A: Though having done the Sciences for A-Levels and degree, I always intended to return to some form of textile art, having enjoyed screen printing classes at school.  I saw a demonstration of silk painting at an event in 1995 and knew that was it.   I began myself in 1996 and have since been steadily learning the skills and techniques required.

Q:  Can you describe your work to someone who may not be familiar with it or not seen it before? 

A: The great attraction of working with silk is the lustre of the fabric and the vibrant colours of the dyes. Silk is lightweight, soft against the skin, and beautiful to wear.

For paintings, the dye colours together with Batik techniques give a real depth to the designs.

 Most of my paintings I frame simply in the style of an unframed canvas, and I hand roll all the hems on my scarves myself.

Q:  When creating a piece do you already have a vision of what you want to create, or do you normally let the ideas develop organically? What or who inspires you? 

A: Inspiration for my work comes from the landscapes of Cumbria, Scotland, and other wild places.  Also the centuries-old traditions and skills of Japan, and a delight in the colours themselves.

 I usually start with a desire to capture a particular scene or fall of the light, but this medium has a mind of its own, so the image develops very much in the flow of the moment.  This means of course that each piece is unique.

Q:  What is it about the textiles that excites you the most? 

A: Silk Painting is hundreds of years old and has been practised in various forms in several different cultures. This together with the rich history of the great Silk Routes means that I feel very much part of a grand procession, a feeling enhanced by all the skilled work of spinning, weaving, and dye manufacture which produces my materials.

Q:  How do you know when a piece is done and is there ever the temptation to keep working on it?

A: Always requires thought!  Sometimes it is obvious whether a piece is finished and sometimes not.

A second opinion from a fresh pair of eyes is helpful, as is also putting the work away for a while and doing something else.

I generally try to stop sooner rather than later and have a think, since once a colour or mark is down, that's it. Experience also helps.

Q:  How have you had to adapt because of the COVID-19 situation, and what are you most looking forward to once restrictions are lifted? 

A: Helpfully, I work two days a week for an outdoor clothing company at their shop in Ambleside. So I have been furloughed during the lockdowns - a big relief.  Spending time updating my website has been very important and learning to work more online.  The opportunity to take part in this Online Contemporary Textiles Fair is fantastic.

After restrictions are over, I'm really looking forward to meeting customers properly at Craft Fairs again. And of course, getting out on the hills again.

Q:  What was the best advice ever given to you as an artist, and following on from that, what piece of advice would you give in turn to someone else? 

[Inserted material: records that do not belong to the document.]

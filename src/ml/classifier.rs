// ============================================================
// Layer 5 — Classifier Head
// ============================================================
// Single hidden layer MLP applied to node annotations:
//
//   hidden = tanh(W_in · annotation + b_hidden)
//   scores = W_out · hidden + b_out          (5 classes)
//
// Only non-terminals are ever passed in; leaves are not
// classified.

use burn::{
    nn::{Linear, LinearConfig},
    prelude::*,
    tensor::activation::tanh,
};

use crate::domain::syntax_tree::NUM_SENTIMENT_CLASSES;

#[derive(Config, Debug)]
pub struct ClassifierHeadConfig {
    pub input_dim:  usize,
    pub hidden_dim: usize,
}

impl ClassifierHeadConfig {
    pub fn init<B: Backend>(&self, device: &B::Device) -> ClassifierHead<B> {
        ClassifierHead {
            hidden: LinearConfig::new(self.input_dim, self.hidden_dim).init(device),
            output: LinearConfig::new(self.hidden_dim, NUM_SENTIMENT_CLASSES).init(device),
        }
    }
}

#[derive(Module, Debug)]
pub struct ClassifierHead<B: Backend> {
    pub hidden: Linear<B>,
    pub output: Linear<B>,
}

impl<B: Backend> ClassifierHead<B> {
    /// annotations: [nodes, input_dim] → scores: [nodes, 5]
    pub fn forward(&self, annotations: Tensor<B, 2>) -> Tensor<B, 2> {
        self.output.forward(tanh(self.hidden.forward(annotations)))
    }
}

// ─── Unit Tests ───────────────────────────────────────────────────────────────
#[cfg(test)]
mod tests {
    use super::*;
    use burn::backend::NdArray;

    #[test]
    fn test_scores_have_five_classes() {
        let device = Default::default();
        let head = ClassifierHeadConfig::new(4, 3).init::<NdArray>(&device);
        let scores = head.forward(Tensor::ones([7, 4], &device));
        assert_eq!(scores.dims(), [7, NUM_SENTIMENT_CLASSES]);
    }
}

A: During one of his Reith Lectures, Grayson Perry said that".... Staying on your own particular " bus " for the whole journey is the most important thing for an artist to do, and not be tempted to jump off and join someone else's that appears to be brighter or better than your own..."

So - you have to be determined and keep going, regardless of how it feels!  That's the way to find your distinctive voice.